» Je veux diriger des choses très différentes « 

Le talentueux chef d’orchestre français (40 ans depuis le 9 octobre) devient le directeur musical de La Monnaie. Son souhait : défendre et jouer les compositeurs de notre temps. Son ambition : continuer à développer le rayonnement de la maison bruxelloise.

Peter de Caluwe, directeur de La Monnaie exulte :  » Alain Altinoglu est sans aucun doute l’un des chefs d’orchestre les plus remarquables de sa génération. Ses succès à l’opéra dans les grandes maisons lyriques mais aussi dans le répertoire symphonique sont éclatants. Je souhaitais depuis de nombreuses années m’engager dans un partenariat avec lui. Il a dirigé chez nous à plusieurs reprises et chaque fois on ne pouvait que constater les visages rayonnants des membres de l’orchestre tout comme on ne pouvait qu’entendre les brillantes couleurs et sonorités de l’ensemble. Avec Alain Altinoglu, l’alchimie entre chef et musiciens ainsi que la qualité musicale sont au top niveau. J’attends donc notre collaboration avec une grande impatience.  » Un enthousiasme parfaitement partagé par l’intéressé !

Le Vif/L’Express : Dans quel état d’esprit êtes-vous après cette nomination ?
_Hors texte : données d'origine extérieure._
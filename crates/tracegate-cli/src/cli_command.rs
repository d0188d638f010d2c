use crate::cli_args::*;
use crate::modules::auth::{handle_login, handle_logout, handle_register, handle_whoami};
use crate::modules::navigate::{handle_navigate, handle_routes};
use crate::modules::request::handle_request;
use crate::modules::system::CommandContext;

pub(crate) async fn handle_command(
    command: Command,
    ctx: &mut CommandContext<'_>,
) -> anyhow::Result<()> {
    match command {
        Command::Login(args) => handle_login(args, ctx).await?,
        Command::Register(args) => handle_register(args, ctx).await?,
        Command::Logout => handle_logout(ctx).await?,
        Command::Whoami => handle_whoami(ctx).await?,
        Command::Request(args) => handle_request(args, ctx).await?,
        Command::Navigate(args) => handle_navigate(args, ctx).await?,
        Command::Routes => handle_routes(ctx),
        Command::Config(_) => unreachable!(),
    }

    Ok(())
}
Alain Altinoglu : Officiellement, je prendrai mes fonctions le 1er janvier 2016. Je suis très heureux. Cette nomination marque pour moi une étape nouvelle et particulièrement enthousiasmante. Je crois que c’est ça que j’attendais… J’aime beaucoup La Monnaie, j’y ai dirigé Cendrillon de Massenet en 2011 et de nombreux concerts symphoniques. Les choix de Peter de Caluwe sont toujours très pertinents, c’est l’une des raisons pour lesquelles j’ai accepté cette fonction. J’ai plein d’envies pour le futur, je veux embrasser le plus de répertoires possible, du XVIIIe au XXe siècle, Mozart, Wagner et Verdi, bien sûr, mais aussi Béla Bartók et Alban Berg. Je veux diriger des choses très différentes.
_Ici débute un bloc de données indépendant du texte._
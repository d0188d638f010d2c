use std::collections::BTreeSet;
use std::sync::Arc;

use async_trait::async_trait;
use proptest::prelude::*;
use tracegate_core::{
    ApiError, GuardDecision, GuardSettings, GuardState, Identity, IdentityResolver,
    MemoryBackend, NavigationGuard, NavigationIntent, RefreshCoordinator, RefreshEndpoint,
    RouteTable, SessionEvents, SessionStore, TokenPair, Verdict,
};

struct Unused;

#[async_trait]
impl IdentityResolver for Unused {
    async fn resolve_identity(&self) -> Result<Identity, ApiError> {
        Err(ApiError::AuthExpired)
    }
}

#[async_trait]
impl RefreshEndpoint for Unused {
    async fn refresh(&self, _refresh_token: &str) -> Result<TokenPair, ApiError> {
        Err(ApiError::AuthExpired)
    }
}

fn guard() -> NavigationGuard {
    let store = Arc::new(SessionStore::open(Box::new(MemoryBackend::new())).expect("store"));
    let events = SessionEvents::default();
    let coordinator = Arc::new(RefreshCoordinator::new(
        store.clone(),
        Arc::new(Unused),
        events.clone(),
    ));
    NavigationGuard::new(
        store,
        coordinator,
        Arc::new(Unused),
        events,
        RouteTable::builtin(),
        GuardSettings::default(),
    )
}

fn roles() -> impl Strategy<Value = BTreeSet<String>> {
    proptest::collection::btree_set("[A-D]", 0..4)
}

proptest! {
    #[test]
    fn access_granted_iff_roles_intersect(held in roles(), required in roles()) {
        let guard = guard();
        let identity = Identity::new("1", "p", held.clone());
        let intent = NavigationIntent::protected("/area").with_roles(required.clone());
        let verdict = guard.decide(GuardState::Authenticated, &intent, Some(&identity));

        let allowed = required.is_empty() || !held.is_disjoint(&required);
        prop_assert_eq!(verdict == Verdict::Decided(GuardDecision::Allow), allowed);
        prop_assert_eq!(identity.has_any_role(&required), !held.is_disjoint(&required));
    }

    #[test]
    fn anonymous_never_reaches_protected_routes(required in roles(), path in "/[a-z]{1,8}") {
        let guard = guard();
        let intent = NavigationIntent::protected(path.clone()).with_roles(required);
        let verdict = guard.decide(GuardState::Anonymous, &intent, None);
        match verdict {
            Verdict::Decided(GuardDecision::Redirect { to, return_to, .. }) => {
                prop_assert_eq!(to, "/login");
                prop_assert_eq!(return_to, Some(path));
            }
            other => prop_assert!(false, "unexpected verdict {:?}", other),
        }
    }
}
Allez-vous intervenir dans la programmation ?

Oui. Je crois beaucoup à la démocratie participative. Il faut que nous soyons tous fiers de travailler pour cette maison car ce qui compte, c’est le bien collectif. La saison 2015-2016 a été bien entendu programmée avant ma nomination. A l’avenir, je voudrais poursuivre, en collaboration avec Peter, une programmation innovante tant dans le domaine lyrique que symphonique. Il est très important de défendre et de jouer les compositeurs de notre temps. La musique moderne est très éclectique, les styles sont extrêmement différents et il est intéressant de montrer ce qui existe. La Monnaie fait partie des maisons les plus réputées et performantes. Il faut continuer à développer ce rayonnement.
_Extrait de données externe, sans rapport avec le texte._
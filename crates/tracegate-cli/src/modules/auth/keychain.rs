#[cfg(test)]
use std::collections::HashMap;
#[cfg(test)]
use std::sync::{Mutex, OnceLock};

use tracegate_core::{PersistedSession, SessionBackend, StoreError};
use tracing::debug;
#[cfg(not(test))]
use tracing::warn;

const KEYRING_SERVICE: &str = "tracegate";

/// Session record kept in the OS keychain, one entry per context.
pub(crate) struct KeyringBackend {
    context_name: String,
}

impl KeyringBackend {
    pub(crate) fn new(context_name: impl Into<String>) -> Self {
        Self {
            context_name: context_name.into(),
        }
    }
}

impl SessionBackend for KeyringBackend {
    fn load(&self) -> Result<Option<PersistedSession>, StoreError> {
        let Some(raw) = keyring_get(&self.context_name)? else {
            return Ok(None);
        };
        Ok(Some(serde_json::from_str(&raw)?))
    }

    fn save(&self, record: &PersistedSession) -> Result<(), StoreError> {
        let raw = serde_json::to_string(record)?;
        keyring_set(&self.context_name, &raw)?;
        debug!(context = %self.context_name, "stored session in keyring");
        Ok(())
    }

    fn clear(&self) -> Result<(), StoreError> {
        keyring_delete(&self.context_name)
    }
}

fn keyring_key(context_name: &str) -> String {
    format!("session::{context_name}")
}

#[cfg(test)]
fn keyring_store() -> &'static Mutex<HashMap<String, String>> {
    static STORE: OnceLock<Mutex<HashMap<String, String>>> = OnceLock::new();
    STORE.get_or_init(|| Mutex::new(HashMap::new()))
}

#[cfg(test)]
static KEYRING_TEST_LOCK: Mutex<()> = Mutex::new(());

#[cfg(test)]
pub(crate) fn lock_keyring_tests_sync() -> std::sync::MutexGuard<'static, ()> {
    KEYRING_TEST_LOCK
        .lock()
        .unwrap_or_else(std::sync::PoisonError::into_inner)
}

#[cfg(test)]
pub(crate) fn clear_keyring_mock() {
    if let Ok(mut map) = keyring_store().lock() {
        map.clear();
    }
}

#[cfg(not(test))]
fn keyring_entry(context_name: &str) -> Result<keyring::Entry, StoreError> {
    keyring::Entry::new(KEYRING_SERVICE, &keyring_key(context_name))
        .map_err(|err| StoreError::Backend(format!("failed to access keyring: {err}")))
}

#[cfg(not(test))]
fn keyring_set(context_name: &str, value: &str) -> Result<(), StoreError> {
    keyring_entry(context_name)?
        .set_password(value)
        .map_err(|err| StoreError::Backend(format!("failed to store session: {err}")))
}

#[cfg(not(test))]
fn keyring_get(context_name: &str) -> Result<Option<String>, StoreError> {
    match keyring_entry(context_name)?.get_password() {
        Ok(value) => Ok(Some(value)),
        Err(keyring::Error::NoEntry) => Ok(None),
        Err(err) => Err(StoreError::Backend(format!(
            "failed to load session from keychain for context '{context_name}': {err}"
        ))),
    }
}

#[cfg(not(test))]
fn keyring_delete(context_name: &str) -> Result<(), StoreError> {
    match keyring_entry(context_name)?.delete_password() {
        Ok(()) | Err(keyring::Error::NoEntry) => Ok(()),
        Err(err) => {
            warn!(context = %context_name, "failed to delete session from keychain: {err}");
            Ok(())
        }
    }
}

#[cfg(test)]
fn keyring_set(context_name: &str, value: &str) -> Result<(), StoreError> {
    let mut store = keyring_store()
        .lock()
        .map_err(|_| StoreError::Backend("failed to lock keyring store".to_string()))?;
    store.insert(
        format!("{KEYRING_SERVICE}/{}", keyring_key(context_name)),
        value.to_string(),
    );
    Ok(())
}

#[cfg(test)]
fn keyring_get(context_name: &str) -> Result<Option<String>, StoreError> {
    let store = keyring_store()
        .lock()
        .map_err(|_| StoreError::Backend("failed to lock keyring store".to_string()))?;
    Ok(store
        .get(&format!("{KEYRING_SERVICE}/{}", keyring_key(context_name)))
        .cloned())
}

#[cfg(test)]
fn keyring_delete(context_name: &str) -> Result<(), StoreError> {
    let mut store = keyring_store()
        .lock()
        .map_err(|_| StoreError::Backend("failed to lock keyring store".to_string()))?;
    store.remove(&format!("{KEYRING_SERVICE}/{}", keyring_key(context_name)));
    Ok(())
}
Connaissez-vous le public de La Monnaie ?

J’ai la chance de connaître Bruxelles, j’aime cette ville et j’aime beaucoup les Belges. Le public de La Monnaie est à l’image des Belges et je me sens particulièrement en connexion avec lui. C’est un public extrêmement chaleureux qui a l’air de connaître et d’apprécier l’opéra. Il n’est jamais agressif et toujours bien accueillant, ça peut motiver… J’espère susciter son adhésion et, dans le même élan, attirer de nouveaux spectateurs vers cette magnifique maison qu’est La Monnaie.

Qui a le pouvoir à l’opéra : le chef d’orchestre ou le metteur en scène ?

Je voudrais que chacun apporte sa pierre à l’édifice. A l’opéra, la personne la plus importante et la plus forte, c’est le compositeur. Nous sommes là pour servir l’oeuvre. Il faut être respectueux de l’oeuvre. Le chef et le metteur en scène doivent se mettre d’accord. Dans le passé, il y avait en effet beaucoup de conflits. Aujourd’hui, les choses sont devenues plus faciles. Les gens sont devenus sans doute plus intelligents… (rires).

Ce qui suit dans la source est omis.